En esta parte del mundo, algunos festejaron más que otros. Pero se olvidan de que Trump es casi un conservador, pero no liberal, y menos aún libertario. Trump no es Milei, tampoco un demócrata liberal.
La apertura económica siempre tendrá restricciones basadas en el potencial de un país que tiene todo y que con el estilo Trump impone reglas, y muchas veces barreras. La mirada social estará más lejos del progresismo y la promesa de endurecer las políticas de inmigración y de relaciones con el mundo resultan atractivas para los más conservadores.
¿Por qué se agotan rápidamente los relatos políticos unificadores y se sostienen aquellos que se suponen pragmáticos y que resuelven la vida personal por sobre lo colectivo? ¿Por qué el inmigrante que fue ilegal y hoy es ciudadano americano, desprecia a quienes son inmigrantes como él lo fue? ¿Sálvese quien pueda? Así parece.
En la elección anterior de Trump, dije en tono irónico que Homero Simpson era el símbolo del votante del magnate, pero ya no creo que sea así. La insatisfacción y las carencias urgentes a todo nivel están por sobre los relatos románticamente democráticos que cada vez parecen ser menos convincentes.
El retraso de los modelos de la socialdemocracia, y en muchos casos la tibieza de la democracia liberal, chocan con la inmediatez que propone el pragmatismo y el personalismo, aún cuando ese pragmatismo sea una señal autocrática que pueda erosionar libertades en el pensar y en el hacer.

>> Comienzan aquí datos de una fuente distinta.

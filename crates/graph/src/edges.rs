//! Per-edge attributes: opposite-pair deduplication and layout weights.
//!
//! Graphviz ranks nodes by the direction of constrained edges, so two arrows
//! between the same pair of nodes pointing opposite ways would pull the
//! layout apart. For every binary tuple the reverse tuple is looked up in the
//! same relation, and at most one direction drives the ranking.

use crate::lookup::find_value;
use crate::node_data::NodeData;
use crate::visibility::{Visibility, VisibilityPolicy};
use partial_dot_semantics::{Relation, RelationDetail, SemanticModel, TruthValue};
use std::cmp::Ordering;

/// Layout weight of ordinary edges
pub const EDGE_WEIGHT: f64 = 1.0;

/// Layout weight of containment edges
pub const CONTAINMENT_WEIGHT: f64 = 5.0;

/// Weight multiplier for `UNKNOWN` edges
pub const UNKNOWN_WEIGHT_FACTOR: f64 = 0.5;

/// Arrow head scale used with the thicker containment pen.
const THICK_ARROW_SIZE: f64 = 0.875;

/// Edge parameters shared by every tuple of a relation.
#[derive(Debug, Clone, Copy, PartialEq)]
pub struct RelationEdgeStyle {
    pub weight: f64,
    pub constraint: bool,
    pub penwidth: u32,
    pub containment: bool,
}

impl RelationEdgeStyle {
    pub fn for_relation(relation: &Relation, model: &SemanticModel, policy: &VisibilityPolicy) -> Self {
        let plain = Self {
            weight: EDGE_WEIGHT,
            constraint: true,
            penwidth: 1,
            containment: false,
        };
        match &relation.detail {
            RelationDetail::Reference { containment: true } => Self {
                weight: CONTAINMENT_WEIGHT,
                constraint: true,
                penwidth: 2,
                containment: true,
            },
            // The visible reference drives the layout instead.
            RelationDetail::Opposite { opposite, .. }
                if policy.visibility(model, opposite).is_visible() =>
            {
                Self {
                    weight: 0.0,
                    constraint: false,
                    ..plain
                }
            }
            RelationDetail::Reference { containment: false }
            | RelationDetail::Opposite { .. }
            | RelationDetail::Class { .. }
            | RelationDetail::Predicate { .. }
            | RelationDetail::Builtin => plain,
        }
    }
}

/// Arrow direction of an edge statement.
#[derive(Debug, Clone, Copy, PartialEq, Eq)]
pub enum EdgeDirection {
    Forward,
    /// The relation holds with the same value both ways
    Both,
}

impl EdgeDirection {
    pub fn as_str(self) -> &'static str {
        match self {
            EdgeDirection::Forward => "forward",
            EdgeDirection::Both => "both",
        }
    }
}

/// A single edge to draw.
#[derive(Debug, Clone, PartialEq)]
pub struct EdgeData<'a> {
    pub relation: &'a Relation,
    pub from: usize,
    pub to: usize,
    pub value: TruthValue,
    pub dir: EdgeDirection,
    pub constraint: bool,
    pub weight: f64,
    pub penwidth: u32,
    pub containment: bool,
}

impl EdgeData<'_> {
    pub fn arrowsize(&self) -> f64 {
        if self.penwidth >= 2 {
            THICK_ARROW_SIZE
        } else {
            1.0
        }
    }

    pub fn style(&self) -> &'static str {
        if self.value.is_unknown() {
            "dashed"
        } else {
            "solid"
        }
    }
}

/// Edges of every visible binary relation, in relation order then tuple order.
pub fn compute_edges<'a>(
    model: &'a SemanticModel,
    node_data: &[NodeData],
    policy: &VisibilityPolicy,
) -> Vec<EdgeData<'a>> {
    let mut edges = Vec::new();
    for relation in model.relations() {
        if relation.arity != 2 {
            continue;
        }
        let visibility = policy.visibility_of(relation);
        if visibility.is_visible() {
            compute_relation_edges(model, node_data, relation, visibility, policy, &mut edges);
        }
    }
    edges
}

fn compute_relation_edges<'a>(
    model: &'a SemanticModel,
    node_data: &[NodeData],
    relation: &'a Relation,
    visibility: Visibility,
    policy: &VisibilityPolicy,
    edges: &mut Vec<EdgeData<'a>>,
) {
    let style = RelationEdgeStyle::for_relation(relation, model, policy);
    let tuples = model.tuples(&relation.name);

    for tuple in tuples {
        let value = tuple.value();
        if !visibility.shows(value) {
            continue;
        }
        let &[from, to] = tuple.args() else {
            continue;
        };
        if model.node(from).is_none() || model.node(to).is_none() {
            tracing::trace!(relation = %relation.name, from, to, "edge refers to a missing node");
            continue;
        }
        let rendered = |index: usize| {
            node_data
                .get(index)
                .is_some_and(|data| data.is_rendered(policy))
        };
        if !rendered(from) || !rendered(to) {
            continue;
        }

        let mut dir = EdgeDirection::Forward;
        let mut constraint = style.constraint;
        let mut weight = style.weight;
        let opposite = find_value(tuples, &[to, from]);
        match opposite {
            Some(opposite) if opposite == value => match to.cmp(&from) {
                // Already drawn as a two-headed edge from the other side.
                Ordering::Less => continue,
                Ordering::Greater => dir = EdgeDirection::Both,
                Ordering::Equal => {}
            },
            Some(opposite) if visibility.shows(opposite) && to < from => {
                // Let the opposite edge drive the layout.
                constraint = false;
                weight = 0.0;
            }
            _ if value.is_unknown() && opposite.map_or(true, TruthValue::is_unknown) => {
                weight *= UNKNOWN_WEIGHT_FACTOR;
            }
            _ => {}
        }

        edges.push(EdgeData {
            relation,
            from,
            to,
            value,
            dir,
            constraint,
            weight,
            penwidth: style.penwidth,
            containment: style.containment,
        });
    }
}

#[cfg(test)]
mod tests {
    use super::*;
    use crate::node_data::compute_node_data;
    use partial_dot_semantics::{Node, NodeKind, SemanticModelBuilder, Tuple};

    fn nodes(count: usize) -> Vec<Node> {
        (0..count)
            .map(|i| Node::new(format!("n{i}"), NodeKind::Individual))
            .collect()
    }

    fn plain(name: &str) -> Relation {
        Relation::new(name, 2, RelationDetail::Reference { containment: false })
    }

    fn edges_of(
        model: &SemanticModel,
        policy: &VisibilityPolicy,
    ) -> Vec<(usize, usize, EdgeDirection, bool, f64)> {
        let data = compute_node_data(model, policy);
        compute_edges(model, &data, policy)
            .into_iter()
            .map(|e| (e.from, e.to, e.dir, e.constraint, e.weight))
            .collect()
    }

    fn existing(builder: SemanticModelBuilder, count: usize) -> SemanticModelBuilder {
        (0..count).fold(builder.nodes(nodes(count)), |b, i| b.exists(i, TruthValue::True))
    }

    #[test]
    fn test_symmetric_pair_collapses() {
        let model = existing(SemanticModel::builder(), 2)
            .relation(plain("r"))
            .tuples(
                "r",
                [
                    Tuple::binary(0, 1, TruthValue::True),
                    Tuple::binary(1, 0, TruthValue::True),
                ],
            )
            .build()
            .unwrap();

        assert_eq!(
            edges_of(&model, &VisibilityPolicy::default()),
            vec![(0, 1, EdgeDirection::Both, true, EDGE_WEIGHT)]
        );
    }

    #[test]
    fn test_self_loop_is_forward() {
        let model = existing(SemanticModel::builder(), 1)
            .relation(plain("r"))
            .tuple("r", Tuple::binary(0, 0, TruthValue::Error))
            .build()
            .unwrap();

        assert_eq!(
            edges_of(&model, &VisibilityPolicy::default()),
            vec![(0, 0, EdgeDirection::Forward, true, EDGE_WEIGHT)]
        );
    }

    #[test]
    fn test_asymmetric_pair_yields_layout_to_lower_source() {
        let model = existing(SemanticModel::builder(), 2)
            .relation(plain("r"))
            .tuples(
                "r",
                [
                    Tuple::binary(0, 1, TruthValue::True),
                    Tuple::binary(1, 0, TruthValue::Error),
                ],
            )
            .build()
            .unwrap();

        assert_eq!(
            edges_of(&model, &VisibilityPolicy::default()),
            vec![
                (0, 1, EdgeDirection::Forward, true, EDGE_WEIGHT),
                (1, 0, EdgeDirection::Forward, false, 0.0),
            ]
        );
    }

    #[test]
    fn test_hidden_unknown_opposite_does_not_take_over() {
        let model = existing(SemanticModel::builder(), 2)
            .relation(plain("r"))
            .tuples(
                "r",
                [
                    Tuple::binary(0, 1, TruthValue::Unknown),
                    Tuple::binary(1, 0, TruthValue::True),
                ],
            )
            .build()
            .unwrap();
        let policy = VisibilityPolicy::default().with_visibility("r", Visibility::Must);

        assert_eq!(
            edges_of(&model, &policy),
            vec![(1, 0, EdgeDirection::Forward, true, EDGE_WEIGHT)]
        );
    }

    #[test]
    fn test_unknown_edge_weight_is_halved() {
        let model = existing(SemanticModel::builder(), 2)
            .relation(plain("r"))
            .tuple("r", Tuple::binary(0, 1, TruthValue::Unknown))
            .build()
            .unwrap();

        assert_eq!(
            edges_of(&model, &VisibilityPolicy::default()),
            vec![(0, 1, EdgeDirection::Forward, true, 0.5)]
        );
    }

    #[test]
    fn test_unknown_edge_against_known_opposite_keeps_weight() {
        let model = existing(SemanticModel::builder(), 2)
            .relation(plain("r"))
            .tuples(
                "r",
                [
                    Tuple::binary(0, 1, TruthValue::Unknown),
                    Tuple::binary(1, 0, TruthValue::True),
                ],
            )
            .build()
            .unwrap();

        assert_eq!(
            edges_of(&model, &VisibilityPolicy::default()),
            vec![
                (0, 1, EdgeDirection::Forward, true, EDGE_WEIGHT),
                (1, 0, EdgeDirection::Forward, false, 0.0),
            ]
        );
    }

    #[test]
    fn test_containment_and_opposite_styles() {
        let model = existing(SemanticModel::builder(), 2)
            .relation(Relation::new(
                "children",
                2,
                RelationDetail::Reference { containment: true },
            ))
            .relation(Relation::new(
                "parent",
                2,
                RelationDetail::Opposite {
                    container: true,
                    opposite: "children".to_string(),
                },
            ))
            .tuple("children", Tuple::binary(0, 1, TruthValue::True))
            .tuple("parent", Tuple::binary(1, 0, TruthValue::True))
            .build()
            .unwrap();
        let policy = VisibilityPolicy::default();
        let data = compute_node_data(&model, &policy);
        let edges = compute_edges(&model, &data, &policy);

        assert_eq!(edges.len(), 2);
        assert_eq!(edges[0].relation.name, "children");
        assert_eq!(edges[0].weight, CONTAINMENT_WEIGHT);
        assert_eq!(edges[0].penwidth, 2);
        assert_eq!(edges[0].arrowsize(), THICK_ARROW_SIZE);
        assert_eq!(edges[1].relation.name, "parent");
        assert!(!edges[1].constraint);
        assert_eq!(edges[1].weight, 0.0);

        // With the containment hidden, the opposite drives the layout itself.
        let policy = VisibilityPolicy::default().with_visibility("children", Visibility::None);
        let parent = model.relation("parent").unwrap();
        let style = RelationEdgeStyle::for_relation(parent, &model, &policy);
        assert!(style.constraint);
        assert_eq!(style.weight, EDGE_WEIGHT);
    }

    #[test]
    fn test_edges_to_hidden_or_missing_nodes_are_skipped() {
        let model = SemanticModel::builder()
            .nodes(nodes(2))
            .exists(0, TruthValue::True)
            .relation(plain("r"))
            .tuples(
                "r",
                [
                    Tuple::binary(0, 1, TruthValue::True),
                    Tuple::binary(0, 5, TruthValue::True),
                ],
            )
            .build()
            .unwrap();

        // Node 1 does not exist, node 5 is not in the snapshot.
        assert!(edges_of(&model, &VisibilityPolicy::default()).is_empty());
        assert_eq!(
            edges_of(&model, &VisibilityPolicy::default().with_show_non_existent(true)),
            vec![(0, 1, EdgeDirection::Forward, true, EDGE_WEIGHT)]
        );
    }
}
//! Anonymized colour classes for type hashes.

use sha2::{Digest, Sha256};

/// Hex digits kept from the digest.
const CLASS_DIGITS: usize = 6;

/// Map a type hash to a stable class suffix that does not reveal it.
///
/// A leading `#` and letter case are ignored, so `#A0B1C2` and `a0b1c2`
/// share a class.
pub fn obfuscate_type_hash(type_hash: &str) -> String {
    let normalized = type_hash.trim_start_matches('#').to_ascii_lowercase();
    let digest = Sha256::digest(normalized.as_bytes());
    let mut class = String::with_capacity(CLASS_DIGITS);
    for byte in digest.iter().take(CLASS_DIGITS / 2) {
        class.push_str(&format!("{byte:02x}"));
    }
    class
}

Aunque por suerte, siempre hay un límite.
Ese que impone la democracia.
Es clara la ansiedad por la paz y la seguridad, y también que la economía es un pilar esencial en esa búsqueda, pero cuidado, así como se confía un mandato este puede revertirse en un período electoral, o más dramáticamente, antes que ese período finalice.
Dependerá de la aptitud negociadora, conciliadora y de apertura a acuerdos, lo que exige alta calidad política y voluntad para aceptar el disenso democrático.
Hoy los “centros” son tibios, y los extremos parecen dar las respuestas. Pero esos extremos son los que determinan el péndulo en el que las sociedades viven, y dónde se disputa la convivencia ciudadana, la que no es necesario romper para gobernar salvo en modelos autocráticos.
Si bien este es un momento de supuesta efervescencia extrema, el largo plazo determina que la tibieza de los que conviven en un centro político es la que predomina.
Ojalá, Trump nos sorprenda. Todos sabemos que no es tibio, lo que para muchos es un riesgo para la continuidad del mejor modelo de gobierno que, con fallas, por suerte aún existe: La democracia.